All 21 candidates have been identified and were included in the wanted list of the government but not all took part in the Marawi siege, according to Esperon.
“Not that significant. I don’t want to sound very complacent. We all know that since it’s on our list,” he said.
Esperon downplayed the capabilities of Dar to lead another siege despite his boast that “so many [terrorist]leaders” are dispersed all over Mindanao.
Aside from Dar, he said, Malaysian Amin Baco and Abu Sayyaf Group (ASG) leader Yasser Igasan are also potential successors of Hapilon.
Baco, according to Esperon, was not accounted for as among those who were killed during the Marawi siege, contradicting claims made by several military officials last year that the foreign terrorist was among those who died during the siege.
He said terrorists who originated from the Lanao provinces and Sulu would not let themselves be under foreign terrorists.

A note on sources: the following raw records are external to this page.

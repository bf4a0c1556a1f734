// schema.rs: State schema model
//
// `StateDecl` is the state type as the front end describes it: every member,
// readable or not, with per-usage type expressions. `Schema` is the canonical
// form after interning, which the validator checks operations against.
//
// Preconditions: none.
// Postconditions: `Schema` preserves member declaration order.
// Failure modes: none (duplicate names are reported by the validator).
// Side effects: interns member types into the given `TypeTable`.

use crate::id::TypeId;
use crate::types::{TypeExpr, TypeTable};

// ── Front-end declarations ─────────────────────────────────────────────────

/// One member of the state type.
#[derive(Debug, Clone, PartialEq, Eq)]
pub struct MemberDecl {
    pub name: String,
    pub ty: TypeExpr,
    pub nullable: bool,
    /// Publicly readable (field or accessor).
    pub accessible: bool,
}

impl MemberDecl {
    pub fn new(name: impl Into<String>, ty: TypeExpr, nullable: bool) -> Self {
        Self {
            name: name.into(),
            ty,
            nullable,
            accessible: true,
        }
    }

    pub fn private(mut self) -> Self {
        self.accessible = false;
        self
    }
}

/// The state type being diffed.
#[derive(Debug, Clone, PartialEq, Eq)]
pub struct StateDecl {
    pub name: String,
    /// Overrides equals/hash.
    pub structural_equality: bool,
    pub members: Vec<MemberDecl>,
}

// ── Declared type traits ───────────────────────────────────────────────────

/// What the front end knows about one declared (object) type.
#[derive(Debug, Clone, PartialEq, Eq)]
pub struct DeclaredTypeInfo {
    pub name: String,
    pub structural_equality: bool,
}

/// Equality traits of declared types, keyed by qualified name.
#[derive(Debug, Clone, Default)]
pub struct DeclaredTypes {
    types: Vec<DeclaredTypeInfo>,
}

const PLATFORM_STRUCTURAL_TYPES: &[&str] = &[
    "java.lang.String",
    "java.lang.Byte",
    "java.lang.Short",
    "java.lang.Integer",
    "java.lang.Long",
    "java.lang.Character",
    "java.lang.Float",
    "java.lang.Double",
    "java.lang.Boolean",
    "java.util.List",
    "java.util.Set",
    "java.util.Map",
];

impl DeclaredTypes {
    pub fn new() -> Self {
        Self::default()
    }

    /// Library types known to override equals/hash.
    pub fn with_platform_defaults() -> Self {
        let mut types = Self::new();
        for name in PLATFORM_STRUCTURAL_TYPES {
            types.register(*name, true);
        }
        types
    }

    /// Register or replace the traits of a declared type.
    pub fn register(&mut self, name: impl Into<String>, structural_equality: bool) {
        let name = name.into();
        match self.types.iter_mut().find(|t| t.name == name) {
            Some(existing) => existing.structural_equality = structural_equality,
            None => self.types.push(DeclaredTypeInfo {
                name,
                structural_equality,
            }),
        }
    }

    pub fn extend(&mut self, other: &DeclaredTypes) {
        for info in &other.types {
            self.register(info.name.clone(), info.structural_equality);
        }
    }

    pub fn lookup(&self, name: &str) -> Option<&DeclaredTypeInfo> {
        self.types.iter().find(|t| t.name == name)
    }

    /// Unknown types are treated as lacking structural equality.
    pub fn has_structural_equality(&self, name: &str) -> bool {
        self.lookup(name).is_some_and(|t| t.structural_equality)
    }

    pub fn iter(&self) -> impl Iterator<Item = &DeclaredTypeInfo> {
        self.types.iter()
    }
}

// ── Canonical schema ───────────────────────────────────────────────────────

/// A named, canonically typed value: a schema member or operation parameter.
#[derive(Debug, Clone, PartialEq, Eq)]
pub struct FieldSpec {
    pub name: String,
    pub ty: TypeId,
    pub nullable: bool,
}

#[derive(Debug, Clone, PartialEq, Eq)]
pub struct SchemaMember {
    pub field: FieldSpec,
    pub accessible: bool,
}

#[derive(Debug, Clone)]
pub struct Schema {
    pub state_name: String,
    pub structural_equality: bool,
    members: Vec<SchemaMember>,
}

impl Schema {
    /// Canonicalize a state declaration.
    pub fn from_decl(decl: &StateDecl, types: &mut TypeTable) -> Self {
        let members = decl
            .members
            .iter()
            .map(|m| SchemaMember {
                field: FieldSpec {
                    name: m.name.clone(),
                    ty: types.intern(&m.ty),
                    nullable: m.nullable,
                },
                accessible: m.accessible,
            })
            .collect();
        Schema {
            state_name: decl.name.clone(),
            structural_equality: decl.structural_equality,
            members,
        }
    }

    /// All members, readable or not, in declaration order.
    pub fn members(&self) -> &[SchemaMember] {
        &self.members
    }

    /// Readable fields in declaration order.
    pub fn fields(&self) -> impl Iterator<Item = &FieldSpec> {
        self.members
            .iter()
            .filter(|m| m.accessible)
            .map(|m| &m.field)
    }

    /// The readable field with this name and type.
    pub fn find(&self, name: &str, ty: TypeId) -> Option<&FieldSpec> {
        self.fields().find(|f| f.name == name && f.ty == ty)
    }

    /// Any member with this name and type, readable or not.
    pub fn find_member(&self, name: &str, ty: TypeId) -> Option<&SchemaMember> {
        self.members
            .iter()
            .find(|m| m.field.name == name && m.field.ty == ty)
    }

    /// Any member with this name, regardless of type.
    pub fn find_by_name(&self, name: &str) -> Option<&SchemaMember> {
        self.members.iter().find(|m| m.field.name == name)
    }
}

In 2007, the military disclosed that Talipao, Sulu-based Igasan had replaced Khadaffy Janjalani as the leader of the ASG.

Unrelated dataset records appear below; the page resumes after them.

/// Parse a JSON manifest and analyze it with default options.
pub fn analyze_manifest(json: &str) -> Result<Analysis, AnalyzeManifestError> {
    let unit = UnitManifest::from_json(json)?.to_unit()?;
    Ok(analyze(unit)?)
}

#[derive(Debug, thiserror::Error)]
pub enum AnalyzeManifestError {
    #[error(transparent)]
    Manifest(#[from] crate::manifest::ManifestError),
    #[error(transparent)]
    Pipeline(#[from] PipelineError),
}

// ── Tests ──────────────────────────────────────────────────────────────────

#[cfg(test)]
mod tests {
    use super::*;
    use crate::catalog::{OperationDecl, ParamDecl};
    use crate::schema::MemberDecl;
    use crate::types::{Primitive, TypeExpr};

    fn int() -> TypeExpr {
        TypeExpr::Primitive(Primitive::Int)
    }

    fn unit(members: Vec<MemberDecl>, ops: Vec<OperationDecl>) -> AnalysisUnit {
        AnalysisUnit::new(
            StateDecl {
                name: "S".to_string(),
                structural_equality: true,
                members,
            },
            ReceiverDecl {
                name: "R".to_string(),
                operations: ops,
            },
        )
    }

    fn ok_unit() -> AnalysisUnit {
        unit(
            vec![MemberDecl::new("a", int(), false)],
            vec![OperationDecl::new("onA", vec![ParamDecl::new("a", int(), false)])],
        )
    }

    #[test]
    fn runs_all_passes_in_order() {
        let mut seen = Vec::new();
        let analysis = analyze_with(ok_unit(), &PipelineOptions::default(), |pass, _| {
            seen.push(pass)
        })
        .unwrap();
        assert_eq!(
            seen,
            vec![
                PassId::Canonicalize,
                PassId::Reconcile,
                PassId::Validate,
                PassId::BuildPlan
            ]
        );
        assert_eq!(analysis.plan.update_rules.len(), 1);
        assert!(analysis.warnings.is_empty());
    }

    #[test]
    fn validation_errors_stop_before_plan() {
        let bad = unit(
            vec![],
            vec![OperationDecl::new("onA", vec![ParamDecl::new("a", int(), false)])],
        );
        let mut state = AnalysisState::new(bad);
        let mut seen = Vec::new();
        let err = run_pipeline(
            &mut state,
            PassId::BuildPlan,
            &PipelineOptions::default(),
            &StructuralIdentity,
            |pass, _| seen.push(pass),
        )
        .unwrap_err();
        assert!(matches!(
            err,
            PipelineError::Diagnostics {
                failing_pass: PassId::Validate,
                ..
            }
        ));
        assert_eq!(err.diagnostics()[0].code.0, "E0100");
        assert!(state.has_error);
        assert!(state.downstream.plan.is_none());
        assert!(!seen.contains(&PassId::BuildPlan));
        assert_eq!(err.to_string(), "validate failed with 1 error(s)");
    }

    #[test]
    fn terminal_reconcile_builds_index_only() {
        let mut state = AnalysisState::new(ok_unit());
        run_pipeline(
            &mut state,
            PassId::Reconcile,
            &PipelineOptions::default(),
            &StructuralIdentity,
            |_, _| {},
        )
        .unwrap();
        assert_eq!(state.upstream.index.as_ref().map(|i| i.len()), Some(1));
        assert!(state.downstream.plan.is_none());
    }

    #[test]
    fn every_terminal_runs_its_required_prefix() {
        for terminal in crate::pass::ALL_PASSES {
            let mut state = AnalysisState::new(ok_unit());
            let mut seen = Vec::new();
            run_pipeline(
                &mut state,
                terminal,
                &PipelineOptions::default(),
                &StructuralIdentity,
                |pass, _| seen.push(pass),
            )
            .unwrap();
            assert_eq!(seen, required_passes(terminal));
            assert_eq!(
                state.downstream.plan.is_some(),
                terminal == PassId::BuildPlan
            );
        }
    }

    #[test]
    fn custom_identity_is_used_by_reconcile() {
        let u = unit(
            vec![MemberDecl::new("a", int(), false)],
            vec![
                OperationDecl::new("one", vec![ParamDecl::new("a", int(), false)]),
                OperationDecl::new("two", vec![ParamDecl::new("a", int(), false)]),
            ],
        );
        let never = |_: &crate::schema::FieldSpec, _: &crate::schema::FieldSpec| false;
        let mut state = AnalysisState::new(u);
        run_pipeline(
            &mut state,
            PassId::Reconcile,
            &PipelineOptions::default(),
            &never,
            |_, _| {},
        )
        .unwrap();
        assert_eq!(state.upstream.index.as_ref().map(|i| i.len()), Some(2));
    }

    #[test]
    fn options_deserialize_with_defaults() {
        let opts: PipelineOptions =
            serde_json::from_str(r#"{ "structural_equality_warnings": false }"#).unwrap();
        assert!(!opts.structural_equality_warnings);
        assert!(opts.platform_defaults);
    }

    #[test]
    fn disabling_platform_defaults_warns_on_strings() {
        let u = unit(
            vec![MemberDecl::new("s", TypeExpr::declared("java.lang.String"), false)],
            vec![OperationDecl::new(
                "onS",
                vec![ParamDecl::new("s", TypeExpr::declared("java.lang.String"), false)],
            )],
        );
        let with = analyze(u.clone()).unwrap();
        assert!(with.warnings.is_empty());
        let opts = PipelineOptions {
            platform_defaults: false,
            ..PipelineOptions::default()
        };
        let without = analyze_with(u, &opts, |_, _| {}).unwrap();
        assert_eq!(without.warnings.len(), 1);
        assert_eq!(without.warnings[0].code.0, "W0300");
    }

    #[test]
    fn provenance_is_stable_and_hex_encoded() {
        let a = analyze(ok_unit()).unwrap().provenance;
        let b = analyze(ok_unit()).unwrap().provenance;
        assert_eq!(a, b);
        assert_eq!(a.input_fingerprint_hex().len(), 64);
        assert!(a.to_json().contains(env!("CARGO_PKG_VERSION")));
    }
}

Igasan is also being considered as the heir of Hapilon in the IS leadership, Esperon said.
He, however, said the IS “emir” candidates are not comparable with Hapilon, whom he had faced when he was in Basilan during his days as an active military officer.

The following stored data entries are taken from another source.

use std::convert::Infallible;
use std::fmt;
use std::marker::PhantomData;
use crate::Recycle;

/// A [`Recycle`] made of two closures.
pub struct FnRecycle<T, C, R> {
    create: C,
    reset: R,
    _item: PhantomData<fn() -> T>,
}

impl <T, C, R> FnRecycle<T, C, R>
where
    C: FnMut() -> T,
    R: FnMut(&mut T),
{
    pub fn new(create: C, reset: R) -> Self {
        return Self {
            create,
            reset,
            _item: PhantomData,
        }
    }
}

impl <T, C, R> Recycle for FnRecycle<T, C, R>
where
    C: FnMut() -> T,
    R: FnMut(&mut T),
{
    type Item = T;
    type Error = Infallible;

    fn create(&mut self) -> Result<T, Infallible> {
        return Ok((self.create)())
    }

    fn reset(&mut self, item: &mut T) -> Result<(), Infallible> {
        (self.reset)(item);
        return Ok(())
    }
}

impl <T, C, R> fmt::Debug for FnRecycle<T, C, R> {
    fn fmt(&self, f: &mut fmt::Formatter<'_>) -> fmt::Result {
        return f.debug_struct("FnRecycle").finish_non_exhaustive()
    }
}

“Isnilon Hapilon was my match in Basilan. Remember, that’s where Hapilon and Esperon had a face-off,” Esperon added.
“I don’t think [that the candidates are comparable with Hapilon]. But we can never be complacent, and we can never let our guard down. In fact, the President has been saying that these terrorists could attack other cities,” he said.
With military forces deployed to different parts of Mindanao, particularly “target areas” of terroristic activities, Esperon added that the military must be able to react immediately to any incident that may occur.
He said government troops have been sent to Cotabato and Iligan City, Lanao del Norte.
Esperon also disclosed that there were 40 foreign terrorists who managed to slip into the country to join the Marawi siege.
But of the number, he said, only 14 were accounted for as having died during the Marawi crisis.
He also revealed that transfer of funds for local terror groups in Mindanao from the IS organization was “slightly cut”
“But we will never know because transfer of funds could happen anytime,” Esperon said.
He considered the possibility that there might be foreign terrorists roaming Metro Manila, echoing what Philippine National Police chief Ronald de la Rosa said and also considering arrests made by the police of alleged Maute-linked terrorists in the country’s premier region.
Addressing the rise of violent extremism in the Philippines and in other nations is “obviously not an easy task,” US Ambassador Sung Kim said also on Tuesday during the launch of the US Embassy together with the
Philippine government of the Asia-Pacific Center for Security Studies Countering Violent Extremism workshop.
“As all of you know, the true strategy for dealing with violent extremism is to prevent the next crisis by focusing on the underlying issues that give rise to the violent extremism in the first place,” Kim said. “This is obviously not an easy task.”